Background

 

Inauguration

In 2012, after many years of steady growth, production of organic cotton began to decline. Yet demand for organic cotton fiber continued to grow. In response to the decline, Textile Exchange declared a Call to Action and initiated the Organic Cotton Round Table (OCRT). The inaugural meeting of the OCRT was held as a pre-conference event to the Textile Exchange annual conference in Hong Kong in November of the same year.

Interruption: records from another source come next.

//! Domain entities: rooms, durable participant records, interview feedback
//! and the shared editor snapshot.

use serde::{Deserialize, Serialize};

use super::value_object::{ApplicationId, RoomCode, Timestamp, UserId};

/// Lifecycle status of an interview room.
///
/// `Scheduled` is the initial state; `Completed` and `Cancelled` are
/// terminal. Presence tracking works independently of status: a room may
/// host live connections while still `Scheduled`.
#[derive(Debug, Clone, Copy, PartialEq, Eq, Serialize, Deserialize)]
#[serde(rename_all = "snake_case")]
pub enum RoomStatus {
    Scheduled,
    Active,
    Completed,
    Cancelled,
}

impl RoomStatus {
    pub fn is_terminal(self) -> bool {
        matches!(self, RoomStatus::Completed | RoomStatus::Cancelled)
    }

    /// Whether `self -> target` is a legal edge of the status machine.
    pub fn can_transition(self, target: RoomStatus) -> bool {
        use RoomStatus::*;
        matches!(
            (self, target),
            (Scheduled, Active) | (Scheduled, Cancelled) | (Active, Completed) | (Active, Cancelled)
        )
    }

    pub fn as_str(self) -> &'static str {
        match self {
            RoomStatus::Scheduled => "scheduled",
            RoomStatus::Active => "active",
            RoomStatus::Completed => "completed",
            RoomStatus::Cancelled => "cancelled",
        }
    }
}

impl std::str::FromStr for RoomStatus {
    type Err = ();

    fn from_str(s: &str) -> Result<Self, Self::Err> {
        match s {
            "scheduled" => Ok(RoomStatus::Scheduled),
            "active" => Ok(RoomStatus::Active),
            "completed" => Ok(RoomStatus::Completed),
            "cancelled" => Ok(RoomStatus::Cancelled),
            _ => Err(()),
        }
    }
}

/// Why a requested status change was refused.
#[derive(Debug, PartialEq, thiserror::Error)]
pub enum TransitionViolation {
    /// Mutation of a completed room. Completed rooms are a durable record
    /// of a held interview and never change again.
    #[error("room is completed and can no longer be mutated")]
    CompletedRoomProtected,
    #[error("illegal status transition {from:?} -> {to:?}")]
    IllegalEdge { from: RoomStatus, to: RoomStatus },
}

/// Role a participant holds inside a room. Exactly one candidate per room.
#[derive(Debug, Clone, Copy, PartialEq, Eq, Serialize, Deserialize)]
#[serde(rename_all = "snake_case")]
pub enum Role {
    Candidate,
    Interviewer,
    Observer,
}

/// A durably scheduled interview session.
#[derive(Debug, Clone, PartialEq)]
pub struct Room {
    pub code: RoomCode,
    pub label: String,
    pub application: ApplicationId,
    pub scheduled_time: Timestamp,
    pub duration_minutes: u32,
    pub status: RoomStatus,
    pub created_by: UserId,
    pub created_at: Timestamp,
    pub started_at: Option<Timestamp>,
    pub ended_at: Option<Timestamp>,
}

impl Room {
    /// Apply a status transition, stamping `started_at`/`ended_at`.
    ///
    /// Cancelling a completed room is refused with
    /// [`TransitionViolation::CompletedRoomProtected`]; every other illegal
    /// edge is an [`TransitionViolation::IllegalEdge`]. The room is left
    /// unchanged on error.
    pub fn transition(&mut self, target: RoomStatus, at: Timestamp) -> Result<(), TransitionViolation> {
        if self.status == RoomStatus::Completed && target == RoomStatus::Cancelled {
            return Err(TransitionViolation::CompletedRoomProtected);
        }
        if !self.status.can_transition(target) {
            return Err(TransitionViolation::IllegalEdge {
                from: self.status,
                to: target,
            });
        }
        self.status = target;
        match target {
            RoomStatus::Active => self.started_at = Some(at),
            RoomStatus::Completed | RoomStatus::Cancelled => self.ended_at = Some(at),
            RoomStatus::Scheduled => {}
        }
        Ok(())
    }
}

/// Durable association between a room and an authorized user.
///
/// Created when the room is scheduled, updated on every live join/leave,
/// never deleted by live traffic.
#[derive(Debug, Clone, PartialEq)]
pub struct ParticipantRecord {
    pub room: RoomCode,
    pub user: UserId,
    pub role: Role,
    pub joined_at: Option<Timestamp>,
    pub left_at: Option<Timestamp>,
    pub is_active: bool,
}

impl ParticipantRecord {
    pub fn new(room: RoomCode, user: UserId, role: Role) -> Self {
        Self {
            room,
            user,
            role,
            joined_at: None,
            left_at: None,
            is_active: false,
        }
    }
}

/// Overall interview rating.
#[derive(Debug, Clone, Copy, PartialEq, Eq, Serialize, Deserialize)]
#[serde(rename_all = "snake_case")]
pub enum FeedbackRating {
    Excellent,
    Good,
    Average,
    Poor,
}

/// Hiring recommendation attached to interview feedback.
#[derive(Debug, Clone, Copy, PartialEq, Eq, Serialize, Deserialize)]
#[serde(rename_all = "snake_case")]
pub enum HireRecommendation {
    Hire,
    Maybe,
    Reject,
}

#[derive(Debug, PartialEq, thiserror::Error)]
pub enum InvalidFeedback {
    #[error("score {0} is out of range (expected 0..=10)")]
    ScoreOutOfRange(u8),
}

/// Durable feedback row an interviewer files against a room.
#[derive(Debug, Clone, PartialEq)]
pub struct FeedbackEntry {
    pub room: RoomCode,
    pub interviewer: UserId,
    pub candidate: UserId,
    pub technical_score: u8,
    pub communication_score: u8,
    pub problem_solving_score: u8,
    pub overall_rating: FeedbackRating,
    pub notes: String,
    pub recommendation: HireRecommendation,
    pub created_at: Timestamp,
}

impl FeedbackEntry {
    pub const MAX_SCORE: u8 = 10;

    #[allow(clippy::too_many_arguments)]
    pub fn new(
        room: RoomCode,
        interviewer: UserId,
        candidate: UserId,
        technical_score: u8,
        communication_score: u8,
        problem_solving_score: u8,
        overall_rating: FeedbackRating,
        notes: String,
        recommendation: HireRecommendation,
        created_at: Timestamp,
    ) -> Result<Self, InvalidFeedback> {
        for score in [technical_score, communication_score, problem_solving_score] {
            if score > Self::MAX_SCORE {
                return Err(InvalidFeedback::ScoreOutOfRange(score));
            }
        }
        Ok(Self {
            room,
            interviewer,
            candidate,
            technical_score,
            communication_score,
            problem_solving_score,
            overall_rating,
            notes,
            recommendation,
            created_at,
        })
    }
}

/// The current shared editor content of a room.
///
/// Single mutable snapshot per room, last write wins. Lives only in memory
/// and is discarded once the room has been empty for a grace period.
#[derive(Debug, Clone, PartialEq)]
pub struct DocumentSnapshot {
    pub content: String,
    pub language: String,
    pub updated_at: Timestamp,
}

#[cfg(test)]
mod tests {
    use super::*;

    fn scheduled_room() -> Room {
        Room {
            code: RoomCode::new("INT11000".to_string()).unwrap(),
            label: "Interview - Backend Engineer".to_string(),
            application: ApplicationId::new(1),
            scheduled_time: Timestamp::new(2_000),
            duration_minutes: 60,
            status: RoomStatus::Scheduled,
            created_by: UserId::new(9),
            created_at: Timestamp::new(1_000),
            started_at: None,
            ended_at: None,
        }
    }

    #[test]
    fn legal_edges_are_exactly_the_four_allowed_ones() {
        use RoomStatus::*;
        let all = [Scheduled, Active, Completed, Cancelled];

        for from in all {
            for to in all {
                let legal = matches!(
                    (from, to),
                    (Scheduled, Active)
                        | (Scheduled, Cancelled)
                        | (Active, Completed)
                        | (Active, Cancelled)
                );
                assert_eq!(from.can_transition(to), legal, "{from:?} -> {to:?}");
            }
        }
    }

    #[test]
    fn activating_a_room_stamps_started_at() {
        let mut room = scheduled_room();

        room.transition(RoomStatus::Active, Timestamp::new(5_000)).unwrap();

        assert_eq!(room.status, RoomStatus::Active);
        assert_eq!(room.started_at, Some(Timestamp::new(5_000)));
        assert_eq!(room.ended_at, None);
    }

    #[test]
    fn completing_a_room_stamps_ended_at() {
        let mut room = scheduled_room();
        room.transition(RoomStatus::Active, Timestamp::new(5_000)).unwrap();

        room.transition(RoomStatus::Completed, Timestamp::new(9_000)).unwrap();

        assert_eq!(room.status, RoomStatus::Completed);
        assert_eq!(room.ended_at, Some(Timestamp::new(9_000)));
    }

    #[test]
    fn completed_room_never_returns_to_an_earlier_state() {
        let mut room = scheduled_room();
        room.transition(RoomStatus::Active, Timestamp::new(5_000)).unwrap();
        room.transition(RoomStatus::Completed, Timestamp::new(9_000)).unwrap();

        let err = room.transition(RoomStatus::Active, Timestamp::new(10_000)).unwrap_err();

        assert_eq!(
            err,
            TransitionViolation::IllegalEdge {
                from: RoomStatus::Completed,
                to: RoomStatus::Active,
            }
        );
        assert_eq!(room.status, RoomStatus::Completed);
    }

    #[test]
    fn cancelling_a_completed_room_is_refused_outright() {
        let mut room = scheduled_room();
        room.transition(RoomStatus::Active, Timestamp::new(5_000)).unwrap();
        room.transition(RoomStatus::Completed, Timestamp::new(9_000)).unwrap();

        let err = room.transition(RoomStatus::Cancelled, Timestamp::new(10_000)).unwrap_err();

        assert_eq!(err, TransitionViolation::CompletedRoomProtected);
    }

    #[test]
    fn cancelled_room_admits_no_further_transitions() {
        let mut room = scheduled_room();
        room.transition(RoomStatus::Cancelled, Timestamp::new(5_000)).unwrap();

        for target in [RoomStatus::Scheduled, RoomStatus::Active, RoomStatus::Completed] {
            assert!(room.transition(target, Timestamp::new(6_000)).is_err());
        }
        assert_eq!(room.status, RoomStatus::Cancelled);
    }

    #[test]
    fn feedback_rejects_out_of_range_scores() {
        let err = FeedbackEntry::new(
            RoomCode::new("INT11000".to_string()).unwrap(),
            UserId::new(2),
            UserId::new(1),
            11,
            5,
            5,
            FeedbackRating::Good,
            String::new(),
            HireRecommendation::Maybe,
            Timestamp::new(0),
        )
        .unwrap_err();

        assert_eq!(err, InvalidFeedback::ScoreOutOfRange(11));
    }

    #[test]
    fn status_round_trips_through_from_str() {
        for status in [
            RoomStatus::Scheduled,
            RoomStatus::Active,
            RoomStatus::Completed,
            RoomStatus::Cancelled,
        ] {
            assert_eq!(status.as_str().parse::<RoomStatus>(), Ok(status));
        }
        assert!("archived".parse::<RoomStatus>().is_err());
    }
}
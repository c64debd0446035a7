//! Room Store trait definition.
//!
//! The coordinator never talks to the platform's relational database
//! directly; everything durable goes through this interface. The
//! infrastructure layer provides the concrete implementation (dependency
//! inversion), and live traffic only ever creates, reads and updates —
//! deletion exists solely as a lifecycle-controller policy operation.

use async_trait::async_trait;

use super::entity::{FeedbackEntry, ParticipantRecord, Room, RoomStatus};
use super::value_object::{RoomCode, Timestamp, UserId};

#[derive(Debug, PartialEq, thiserror::Error)]
pub enum StoreError {
    #[error("room {0:?} not found")]
    RoomNotFound(String),
    #[error("user {user} holds no participant record for room {room:?}")]
    ParticipantNotFound { room: String, user: i64 },
    #[error("room {0:?} already exists")]
    DuplicateRoom(String),
    #[error("storage backend failure: {0}")]
    Backend(String),
}

/// Durable storage interface for rooms, participant records and feedback.
#[cfg_attr(test, mockall::automock)]
#[async_trait]
pub trait RoomStore: Send + Sync {
    /// Persist a freshly scheduled room together with its initial
    /// participant set (one candidate plus the invited interviewers).
    async fn create_room(
        &self,
        room: Room,
        participants: Vec<ParticipantRecord>,
    ) -> Result<(), StoreError>;

    async fn get_room(&self, code: &RoomCode) -> Result<Option<Room>, StoreError>;

    /// All rooms, newest scheduled time first, optionally filtered by status.
    async fn list_rooms(&self, status: Option<RoomStatus>) -> Result<Vec<Room>, StoreError>;

    /// Persist a status change, stamping `started_at`/`ended_at` when given.
    /// Returns the updated room.
    async fn set_room_status(
        &self,
        code: &RoomCode,
        status: RoomStatus,
        started_at: Option<Timestamp>,
        ended_at: Option<Timestamp>,
    ) -> Result<Room, StoreError>;

    /// Persist a rescheduled time and duration. Returns the updated room.
    async fn set_schedule(
        &self,
        code: &RoomCode,
        scheduled_time: Timestamp,
        duration_minutes: u32,
    ) -> Result<Room, StoreError>;

    /// Replace the interviewer participant set. The candidate (and any
    /// observers) are retained untouched.
    async fn replace_interviewers(
        &self,
        code: &RoomCode,
        interviewers: Vec<UserId>,
    ) -> Result<(), StoreError>;

    /// Remove a room and cascade to its participant and feedback rows.
    /// Returns the removed participant records so the caller can notify
    /// the affected users.
    async fn delete_room(&self, code: &RoomCode) -> Result<Vec<ParticipantRecord>, StoreError>;

    async fn get_participant(
        &self,
        code: &RoomCode,
        user: UserId,
    ) -> Result<Option<ParticipantRecord>, StoreError>;

    async fn participants(&self, code: &RoomCode) -> Result<Vec<ParticipantRecord>, StoreError>;

    /// Reflect live presence into the durable participant record. Fields
    /// passed as `Some` are written; `None` leaves the stored value alone.
    async fn update_participant_presence(
        &self,
        code: &RoomCode,
        user: UserId,
        joined_at: Option<Timestamp>,
        left_at: Option<Timestamp>,
        is_active: bool,
    ) -> Result<(), StoreError>;

    async fn add_feedback(&self, entry: FeedbackEntry) -> Result<(), StoreError>;
}
//! Server state and runtime configuration.

use std::sync::Arc;
use std::time::Duration;

use crate::domain::IdentityProvider;
use crate::infrastructure::document::DocumentStore;
use crate::infrastructure::presence::PresenceTracker;
use crate::usecase::{
    DeleteRoomUseCase, GetRoomDetailUseCase, JoinRoomUseCase, LeaveRoomUseCase, ListRoomsUseCase,
    RelaySignalUseCase, RescheduleRoomUseCase, ScheduleRoomUseCase, SubmitFeedbackUseCase,
    TransitionRoomUseCase, UpdateDocumentUseCase,
};

/// Knobs the binary exposes; everything has a sensible default.
#[derive(Debug, Clone)]
pub struct CoordinatorConfig {
    /// How long a room may sit empty before its in-memory document
    /// snapshot is discarded.
    pub snapshot_grace: Duration,
    /// Per-connection outbound queue capacity.
    pub outbound_capacity: usize,
}

impl Default for CoordinatorConfig {
    fn default() -> Self {
        Self {
            snapshot_grace: Duration::from_secs(60),
            outbound_capacity: crate::domain::pusher::DEFAULT_OUTBOUND_CAPACITY,
        }
    }
}

/// Shared application state
pub struct AppState {
    pub schedule_room: Arc<ScheduleRoomUseCase>,
    pub reschedule_room: Arc<RescheduleRoomUseCase>,
    pub transition_room: Arc<TransitionRoomUseCase>,
    pub delete_room: Arc<DeleteRoomUseCase>,
    pub join_room: Arc<JoinRoomUseCase>,
    pub leave_room: Arc<LeaveRoomUseCase>,
    pub relay_signal: Arc<RelaySignalUseCase>,
    pub update_document: Arc<UpdateDocumentUseCase>,
    pub submit_feedback: Arc<SubmitFeedbackUseCase>,
    pub list_rooms: Arc<ListRoomsUseCase>,
    pub room_detail: Arc<GetRoomDetailUseCase>,
    pub identity: Arc<dyn IdentityProvider>,
    /// Held directly for the snapshot-discard timer the leave path spawns.
    pub documents: Arc<DocumentStore>,
    pub presence: Arc<PresenceTracker>,
    pub config: CoordinatorConfig,
}
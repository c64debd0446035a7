//! Logging setup utilities for the interview-room coordinator.

use tracing_subscriber::{layer::SubscriberExt, util::SubscriberInitExt};

/// Initialize the tracing subscriber with the specified default log level.
///
/// This function sets up logging for both the library crate and the binary.
/// The log level can be overridden using the `RUST_LOG` environment variable.
///
/// # Arguments
///
/// * `binary_name` - The name of the binary (e.g., "greenroom-server")
/// * `default_log_level` - The default log level (e.g., "debug", "info", "warn")
///
/// # Examples
///
/// ```no_run
/// use greenroom_shared::logger::setup_logger;
///
/// setup_logger("greenroom-server", "info");
/// ```
pub fn setup_logger(binary_name: &str, default_log_level: &str) {
    tracing_subscriber::registry()
        .with(
            tracing_subscriber::EnvFilter::try_from_default_env().unwrap_or_else(|_| {
                format!(
                    "{}={},{}={}",
                    env!("CARGO_PKG_NAME").replace("-", "_"),
                    default_log_level,
                    binary_name.replace("-", "_"),
                    default_log_level
                )
                .into()
            }),
        )
        .with(tracing_subscriber::fmt::layer())
        .init();
}
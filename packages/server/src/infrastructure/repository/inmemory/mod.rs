mod room_store;

pub use room_store::InMemoryRoomStore;
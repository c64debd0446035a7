//! Use case error types.
//!
//! The taxonomy follows the coordinator's access policy: `Unauthorized`
//! (no matching participant record or unverified identity — nothing is
//! mutated), `NotFound` (unknown room code), `InvalidTransition` (illegal
//! status edge — room unchanged), protected/terminal-room violations
//! (mapped to 403 at the HTTP edge) and storage failures, which always
//! surface to the caller.

use crate::domain::{RoomStatus, StoreError};

#[derive(Debug, PartialEq, thiserror::Error)]
pub enum ScheduleError {
    #[error("unparseable scheduled time {0:?}")]
    InvalidScheduledTime(String),
    #[error(transparent)]
    Store(#[from] StoreError),
}

#[derive(Debug, PartialEq, thiserror::Error)]
pub enum RescheduleError {
    #[error("room not found")]
    RoomNotFound,
    #[error("unparseable scheduled time {0:?}")]
    InvalidScheduledTime(String),
    #[error("cannot reschedule a {from:?} room")]
    InvalidTransition { from: RoomStatus },
    #[error(transparent)]
    Store(#[from] StoreError),
}

#[derive(Debug, PartialEq, thiserror::Error)]
pub enum TransitionError {
    #[error("room not found")]
    RoomNotFound,
    #[error("illegal status transition {from:?} -> {to:?}")]
    InvalidTransition { from: RoomStatus, to: RoomStatus },
    #[error("completed rooms cannot be mutated")]
    CompletedRoomProtected,
    #[error(transparent)]
    Store(#[from] StoreError),
}

#[derive(Debug, PartialEq, thiserror::Error)]
pub enum DeleteError {
    #[error("room not found")]
    RoomNotFound,
    #[error("completed rooms cannot be deleted")]
    CompletedRoomProtected,
    #[error(transparent)]
    Store(#[from] StoreError),
}

#[derive(Debug, PartialEq, thiserror::Error)]
pub enum JoinError {
    /// No matching durable participant record, or the identity is not
    /// verified. The operation mutates nothing and notifies no peers.
    #[error("identity is not authorized for this room")]
    Unauthorized,
    #[error("room not found")]
    RoomNotFound,
    /// Cancelled rooms reject all registration.
    #[error("room is cancelled")]
    RoomClosed,
    #[error(transparent)]
    Store(#[from] StoreError),
}

#[derive(Debug, PartialEq, thiserror::Error)]
pub enum DocumentError {
    #[error("connection is not registered in any room")]
    NotInRoom,
}

#[derive(Debug, PartialEq, thiserror::Error)]
pub enum FeedbackError {
    #[error("room not found")]
    RoomNotFound,
    #[error("only interviewers assigned to the room may submit feedback")]
    NotAnInterviewer,
    #[error("room has no candidate participant")]
    MissingCandidate,
    #[error(transparent)]
    Invalid(#[from] crate::domain::InvalidFeedback),
    #[error(transparent)]
    Store(#[from] StoreError),
}

#[derive(Debug, PartialEq, thiserror::Error)]
pub enum RoomQueryError {
    #[error("room not found")]
    RoomNotFound,
    #[error("unknown status filter {0:?}")]
    InvalidStatusFilter(String),
    #[error(transparent)]
    Store(#[from] StoreError),
}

A diagnosis of the reasons behind the drop in production – and much stakeholder enquiry – resulted in the OCRT arriving at three main areas of focus. Task forces for “Business Models”, “Seed & Soils”, and “Consumer Engagement” were created with small advisory groups working electively to develop strategies for action.


Development

The OCRT quickly became the “place and space” for stakeholders to get together to hear more about issues facing the organic cotton sector, to diagnose these issues and most importantly find ways to take action. One of the unique features of the OCRT is that it brings representatives of the entire supply chain together

During the first three years of life (2012-2014), the focus of the OCRT has been an annual in-person meeting of organic cotton producers, manufacturers, brands, retailers and support organizations. Following the inaugural meeting of the OCRT in Hong Kong in 2012, the 2nd annual meeting was held in Istanbul in 2013, the third in Portland in 2014, and the fifth will be held in Mumbai on 8th October 2015

Each year interest has grown and in 2014 the OCRT was able to raise funds to the seed task force and support the incubation of the Organic Cotton Accelerator (OCA) and “ChetCo” (a coalition of brands working with Chetna, an organic cotton producer group); a promising sign that the OCRT can catalyze action pre-competitively. TE decided to invest resources in developing a microsite, which is currently in beta phase.


Where we are now

The OCRT is at an exciting stage of evolution - where the interest and energy is high amongst the TE organic community and there has been some investment in specific task force strategy and activities.

There is still much to do to get to the next stage of transforming organic cotton supply chains into organic cotton communities. Interestingly, the current situation (of declining production and barriers to growth – coupled with the energy and enthusiasm for transforming the cotton sector) in many ways provides the ideal breeding ground for this transformation!